Cette thématique sera abordée ici dans une réflexion plutôt théorique afin de bien appréhender les enjeux de la marque immobilière. Nous proposerons dans un prochain article une approche plus opérationnelle de la construction d’une marque.

Notoriété n’est pas marque

Or, force est de constater que si les marques immobilières ont une très forte notoriété (locale ou nationale), quasiment aucune n’a réussi à bâtir une marque, c’est-à-dire à construire une identité forte autour d’attributs spécifiques et distinctifs facilement identifiables par le client. Si la marque n’existe que lorsque les éléments de satisfaction associés aux promesses sont certains alors il difficile d’identifier dans le paysage de véritables marques immobilières. Pour l’heure le contenu des marques immobilières a du mal à convaincre sur une valeur réelle et spécifique et porte rarement un engagement invariable à même de soutenir la confiance.

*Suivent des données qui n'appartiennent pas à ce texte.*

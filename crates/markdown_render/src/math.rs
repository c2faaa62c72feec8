use crate::hast::{Element, HtmlNode};

const MAX_GROUP_DEPTH: usize = 48;

pub trait MathRenderer: Send + Sync {
    fn render(&self, tex: &str, display: bool) -> HtmlNode;
}

/// KaTeX-shaped MathML (`span.katex > math > semantics`) for the common TeX
/// subset. Unknown commands degrade to identifiers.
#[derive(Debug, Clone, Copy, Default)]
pub struct MathMlRenderer;

impl MathRenderer for MathMlRenderer {
    fn render(&self, tex: &str, display: bool) -> HtmlNode {
        let mut parser = TexParser::new(tex);
        let row = parser.parse_row(false);

        let semantics = Element::new("semantics")
            .child(with_children(Element::new("mrow"), row))
            .child(
                Element::new("annotation")
                    .attr("encoding", "application/x-tex")
                    .text(tex),
            );
        let mut math = Element::new("math")
            .attr("xmlns", "http://www.w3.org/1998/Math/MathML")
            .child(semantics);
        if display {
            math.set_attr("display", "block");
        }

        let katex = Element::new("span").class("katex").child(math);
        if display {
            Element::new("span").class("katex-display").child(katex).into()
        } else {
            katex.into()
        }
    }
}

pub fn render_math(nodes: &mut [HtmlNode], renderer: &dyn MathRenderer) {
    for node in nodes.iter_mut() {
        let HtmlNode::Element(element) = node else {
            continue;
        };
        if let Some(tex) = display_math_source(element) {
            *node = renderer.render(&tex, true);
        } else if element.tag == "code" && element.has_class("math-inline") {
            let tex = element.text_content();
            *node = renderer.render(&tex, false);
        } else {
            render_math(&mut element.children, renderer);
        }
    }
}

fn display_math_source(element: &Element) -> Option<String> {
    if element.tag != "pre" {
        return None;
    }
    element.children.iter().find_map(|child| match child {
        HtmlNode::Element(code) if code.tag == "code" && code.has_class("math-display") => {
            Some(code.text_content())
        }
        _ => None,
    })
}

fn with_children(mut element: Element, children: Vec<HtmlNode>) -> Element {
    element.children = children;
    element
}

fn leaf(tag: &str, text: &str) -> HtmlNode {
    Element::new(tag).text(text).into()
}

#[derive(Debug, Clone, Copy, PartialEq)]
enum Token<'a> {
    Command(&'a str),
    Symbol(char),
    Number(&'a str),
    Open,
    Close,
    Superscript,
    Subscript,
}

struct TexParser<'a> {
    source: &'a str,
    tokens: Vec<(Token<'a>, usize, usize)>,
    pos: usize,
    depth: usize,
}

impl<'a> TexParser<'a> {
    fn new(source: &'a str) -> Self {
        Self {
            source,
            tokens: tokenize(source),
            pos: 0,
            depth: 0,
        }
    }

    fn peek(&self) -> Option<Token<'a>> {
        self.tokens.get(self.pos).map(|(token, _, _)| *token)
    }

    fn next(&mut self) -> Option<Token<'a>> {
        let token = self.peek()?;
        self.pos += 1;
        Some(token)
    }

    fn parse_row(&mut self, nested: bool) -> Vec<HtmlNode> {
        let mut row = Vec::new();
        while let Some(token) = self.peek() {
            if token == Token::Close {
                self.pos += 1;
                if nested {
                    break;
                }
                continue;
            }
            if let Some(atom) = self.parse_atom() {
                row.push(self.parse_scripts(atom));
            }
        }
        row
    }

    fn parse_atom(&mut self) -> Option<HtmlNode> {
        if self.depth >= MAX_GROUP_DEPTH {
            return self.rest_as_text();
        }
        self.depth += 1;
        let node = self.parse_atom_inner();
        self.depth -= 1;
        node
    }

    /// Everything from the current token on, as one text run.
    fn rest_as_text(&mut self) -> Option<HtmlNode> {
        let &(_, start, _) = self.tokens.get(self.pos)?;
        self.pos = self.tokens.len();
        Some(leaf("mtext", &self.source[start..]))
    }

    fn parse_atom_inner(&mut self) -> Option<HtmlNode> {
        let node = match self.next()? {
            Token::Open => with_children(Element::new("mrow"), self.parse_row(true)).into(),
            Token::Close => return None,
            Token::Superscript => leaf("mo", "^"),
            Token::Subscript => leaf("mo", "_"),
            Token::Number(digits) => leaf("mn", digits),
            Token::Symbol(ch) if ch.is_alphabetic() => leaf("mi", ch.encode_utf8(&mut [0; 4])),
            Token::Symbol(ch) => leaf("mo", ch.encode_utf8(&mut [0; 4])),
            Token::Command(name) => self.command(name),
        };
        Some(node)
    }

    fn required_atom(&mut self) -> HtmlNode {
        self.parse_atom()
            .unwrap_or_else(|| Element::new("mrow").into())
    }

    fn parse_scripts(&mut self, base: HtmlNode) -> HtmlNode {
        let mut sub = None;
        let mut sup = None;
        loop {
            match self.peek() {
                Some(Token::Subscript) if sub.is_none() => {
                    self.pos += 1;
                    sub = Some(self.required_atom());
                }
                Some(Token::Superscript) if sup.is_none() => {
                    self.pos += 1;
                    sup = Some(self.required_atom());
                }
                _ => break,
            }
        }
        match (sub, sup) {
            (None, None) => base,
            (Some(sub), None) => Element::new("msub").child(base).child(sub).into(),
            (None, Some(sup)) => Element::new("msup").child(base).child(sup).into(),
            (Some(sub), Some(sup)) => Element::new("msubsup")
                .child(base)
                .child(sub)
                .child(sup)
                .into(),
        }
    }

    fn command(&mut self, name: &str) -> HtmlNode {
        match name {
            "frac" | "dfrac" | "tfrac" => {
                let numerator = self.required_atom();
                let denominator = self.required_atom();
                Element::new("mfrac")
                    .child(numerator)
                    .child(denominator)
                    .into()
            }
            "sqrt" => Element::new("msqrt").child(self.required_atom()).into(),
            "text" | "textrm" | "mathrm" | "operatorname" | "ce" | "pu" => {
                let text = self.raw_group();
                leaf("mtext", &text)
            }
            "left" | "right" | "big" | "Big" | "bigl" | "bigr" => self.required_atom(),
            "," | ";" | ":" | "!" | " " | "quad" | "qquad" => leaf("mtext", " "),
            "\\" => Element::new("mspace").into(),
            _ => symbol(name).unwrap_or_else(|| {
                Element::new("mi")
                    .attr("mathvariant", "normal")
                    .text(name)
                    .into()
            }),
        }
    }

    fn raw_group(&mut self) -> String {
        let Some(&(token, start, end)) = self.tokens.get(self.pos) else {
            return String::new();
        };
        if token != Token::Open {
            self.pos += 1;
            return self.source[start..end].to_string();
        }

        let mut depth = 0usize;
        for index in self.pos..self.tokens.len() {
            match self.tokens[index].0 {
                Token::Open => depth += 1,
                Token::Close => {
                    depth -= 1;
                    if depth == 0 {
                        let close_start = self.tokens[index].1;
                        self.pos = index + 1;
                        return self.source[end..close_start].to_string();
                    }
                }
                _ => {}
            }
        }
        self.pos = self.tokens.len();
        self.source[end..].to_string()
    }
}

fn tokenize(source: &str) -> Vec<(Token<'_>, usize, usize)> {
    let mut tokens = Vec::new();
    let mut chars = source.char_indices().peekable();

    while let Some((start, ch)) = chars.next() {
        let token = match ch {
            '\\' => match chars.peek().copied() {
                Some((name_start, next)) if next.is_ascii_alphabetic() => {
                    let mut end = name_start;
                    while let Some(&(index, c)) = chars.peek() {
                        if !c.is_ascii_alphabetic() {
                            break;
                        }
                        end = index + c.len_utf8();
                        chars.next();
                    }
                    tokens.push((Token::Command(&source[name_start..end]), start, end));
                    continue;
                }
                Some((name_start, next)) => {
                    chars.next();
                    let end = name_start + next.len_utf8();
                    tokens.push((Token::Command(&source[name_start..end]), start, end));
                    continue;
                }
                None => Token::Symbol('\\'),
            },
            '{' => Token::Open,
            '}' => Token::Close,
            '^' => Token::Superscript,
            '_' => Token::Subscript,
            c if c.is_ascii_digit() => {
                let mut end = start + 1;
                while let Some(&(index, c)) = chars.peek() {
                    if !(c.is_ascii_digit() || c == '.') {
                        break;
                    }
                    end = index + 1;
                    chars.next();
                }
                tokens.push((Token::Number(&source[start..end]), start, end));
                continue;
            }
            c if c.is_whitespace() => continue,
            c => Token::Symbol(c),
        };
        tokens.push((token, start, start + ch.len_utf8()));
    }

    tokens
}

fn symbol(name: &str) -> Option<HtmlNode> {
    let (tag, text) = match name {
        "alpha" => ("mi", "α"),
        "beta" => ("mi", "β"),
        "gamma" => ("mi", "γ"),
        "delta" => ("mi", "δ"),
        "epsilon" => ("mi", "ϵ"),
        "varepsilon" => ("mi", "ε"),
        "zeta" => ("mi", "ζ"),
        "eta" => ("mi", "η"),
        "theta" => ("mi", "θ"),
        "iota" => ("mi", "ι"),
        "kappa" => ("mi", "κ"),
        "lambda" => ("mi", "λ"),
        "mu" => ("mi", "μ"),
        "nu" => ("mi", "ν"),
        "xi" => ("mi", "ξ"),
        "pi" => ("mi", "π"),
        "rho" => ("mi", "ρ"),
        "sigma" => ("mi", "σ"),
        "tau" => ("mi", "τ"),
        "phi" => ("mi", "ϕ"),
        "varphi" => ("mi", "φ"),
        "chi" => ("mi", "χ"),
        "psi" => ("mi", "ψ"),
        "omega" => ("mi", "ω"),
        "Gamma" => ("mi", "Γ"),
        "Delta" => ("mi", "Δ"),
        "Theta" => ("mi", "Θ"),
        "Lambda" => ("mi", "Λ"),
        "Xi" => ("mi", "Ξ"),
        "Pi" => ("mi", "Π"),
        "Sigma" => ("mi", "Σ"),
        "Phi" => ("mi", "Φ"),
        "Psi" => ("mi", "Ψ"),
        "Omega" => ("mi", "Ω"),
        "infty" => ("mi", "∞"),
        "partial" => ("mi", "∂"),
        "nabla" => ("mi", "∇"),
        "times" => ("mo", "×"),
        "cdot" => ("mo", "⋅"),
        "div" => ("mo", "÷"),
        "pm" => ("mo", "±"),
        "mp" => ("mo", "∓"),
        "le" | "leq" => ("mo", "≤"),
        "ge" | "geq" => ("mo", "≥"),
        "ne" | "neq" => ("mo", "≠"),
        "approx" => ("mo", "≈"),
        "equiv" => ("mo", "≡"),
        "sim" => ("mo", "∼"),
        "propto" => ("mo", "∝"),
        "to" | "rightarrow" => ("mo", "→"),
        "leftarrow" => ("mo", "←"),
        "Rightarrow" | "implies" => ("mo", "⇒"),
        "Leftrightarrow" | "iff" => ("mo", "⇔"),
        "in" => ("mo", "∈"),
        "notin" => ("mo", "∉"),
        "subset" => ("mo", "⊂"),
        "subseteq" => ("mo", "⊆"),
        "cup" => ("mo", "∪"),
        "cap" => ("mo", "∩"),
        "forall" => ("mo", "∀"),
        "exists" => ("mo", "∃"),
        "sum" => ("mo", "∑"),
        "prod" => ("mo", "∏"),
        "int" => ("mo", "∫"),
        "lim" => ("mo", "lim"),
        "log" => ("mi", "log"),
        "ln" => ("mi", "ln"),
        "sin" => ("mi", "sin"),
        "cos" => ("mi", "cos"),
        "tan" => ("mi", "tan"),
        "cdots" => ("mo", "⋯"),
        "ldots" | "dots" => ("mo", "…"),
        "{" => ("mo", "{"),
        "}" => ("mo", "}"),
        "|" => ("mo", "‖"),
        "%" => ("mo", "%"),
        "$" => ("mo", "$"),
        "&" => ("mo", "&"),
        "langle" => ("mo", "⟨"),
        "rangle" => ("mo", "⟩"),
        _ => return None,
    };
    Some(leaf(tag, text))
}

#[cfg(test)]
mod tests {
    use super::*;
    use crate::hast::to_html;

    fn render(tex: &str, display: bool) -> String {
        to_html(&[MathMlRenderer.render(tex, display)])
    }

    #[test]
    fn renders_scripts_and_keeps_annotation() {
        let html = render("x^2", false);
        assert!(html.starts_with("<span class=\"katex\"><math"));
        assert!(html.contains("<msup><mi>x</mi><mn>2</mn></msup>"));
        assert!(html.contains("<annotation encoding=\"application/x-tex\">x^2</annotation>"));
    }

    #[test]
    fn renders_fractions_greek_and_text() {
        let html = render(r"\frac{\alpha}{2} \text{ apples}", true);
        assert!(html.starts_with("<span class=\"katex-display\">"));
        assert!(html.contains("<mfrac><mrow><mi>α</mi></mrow><mrow><mn>2</mn></mrow></mfrac>"));
        assert!(html.contains("<mtext> apples</mtext>"));
        assert!(html.contains("display=\"block\""));
    }

    #[test]
    fn combines_sub_and_superscripts() {
        let html = render("a_i^{n}", false);
        assert!(html.contains("<msubsup><mi>a</mi><mi>i</mi><mrow><mi>n</mi></mrow></msubsup>"));
    }

    #[test]
    fn replaces_placeholders_in_tree() {
        let mut tree = vec![
            Element::new("p")
                .child(
                    Element::new("code")
                        .class("language-math")
                        .class("math-inline")
                        .text("y"),
                )
                .into(),
            Element::new("pre")
                .child(
                    Element::new("code")
                        .class("language-math")
                        .class("math-display")
                        .text("z"),
                )
                .into(),
        ];
        render_math(&mut tree, &MathMlRenderer);
        let html = to_html(&tree);
        assert!(!html.contains("<code"));
        assert!(!html.contains("<pre"));
        assert_eq!(html.matches("class=\"katex\"").count(), 2);
    }

    #[test]
    fn tolerates_unbalanced_input() {
        let html = render(r"\frac{a}{", false);
        assert!(html.contains("<mfrac>"));
        let html = render("}}x", false);
        assert!(html.contains("<mi>x</mi>"));
    }

    #[test]
    fn deep_groups_fall_back_to_text() {
        let tex = format!("{}x{}", "{".repeat(10_000), "}".repeat(10_000));
        let html = render(&tex, false);
        assert!(html.matches("<mrow>").count() <= MAX_GROUP_DEPTH + 1);
        assert!(html.contains("<mtext>{"));

        let roots = render(&format!("{}y", r"\sqrt".repeat(10_000)), true);
        assert!(roots.matches("<msqrt>").count() < MAX_GROUP_DEPTH);
        assert!(roots.contains("y"));
    }
}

Les premiers résultats d’une étude sur l’image de marque [1] des grands réseaux confirment cet état de fait. La difficulté des personnes interrogées à évoquer d’autres associations aux marques immobilières que celles de la couleur du logo ou d’aspects négatifs cautionne ce déficit. Une telle situation est problématique car en l’absence de marque distinctive permettant d’identifier de vraies différences justifiant une différence de prix, les gagnants de demain seront les low-cost

Le problème trouve ses origines dans l’hétérogénéité intrinsèque du service immobilier, l’absence de positionnement clair sur des valeurs ajoutées bien réelles et enfin l’insuffisante visibilité des valeurs défendues par la marque. C’est sur ces éléments que les enseignes vont devoir jouer pour construire leur marque.

[1] Recherche en cours de l’auteur

Réduire la variabilité du système d’interaction

L’hétérogénéité est inhérente au fait que le service est coproduit. Le client, le conseiller et la structure au sein de laquelle se déroule le service définissent le système de production du service. Cette spécificité productive qui fait dépendre le résultat de la prestation de la performance de l’interaction client/prestataire complexifie la maitrise de la qualité du service délivrée et rend difficile sa standardisation. Si le rôle de la marque n’est pas tant de promettre le meilleur que d’assurer le certain on comprend sans peine les difficultés auxquelles font face les marques immobilières.

A cause de l’impact humain découlant de l’interface entre l’acheteur et le vendeur, elles doivent composer avec une grande variabilité de qualité. Compétence du client, compétence du conseiller et structure sont les trois dimensions qui expliquent la qualité et ses variations entre deux agences d’une même enseigne. La structure pouvant facilement respecter un standard de qualité par définition d’un cahier des charges, le défi porte sur le couple client/conseiller. La rencontre est donc un élément clé, le moment de vérité sur la qualité du service.

En tant que système d’interaction, la variabilité de la qualité découle de la compétence du conseiller.

Différentes recherches attestent que les attitudes et les comportements des employés en contact peuvent influencer les perceptions des clients sur la qualité du service. Créer une marque nécessite que ceux-ci soient non seulement en adéquation avec les valeurs défendues par la marque (1)  mais également en mesure d’assurer la qualité relationnelle choisie (2) . Sur le premier point, le développement d’un marketing interne permettant d’informer et d’imprégner le personnel avec les valeurs de la marque est impératif. Pour le second point, assurer un niveau minimum de qualité relationnelle implique l’automatisation de certaines décisions et/ou étapes du process de vente conjointement à une formation du personnel en contact.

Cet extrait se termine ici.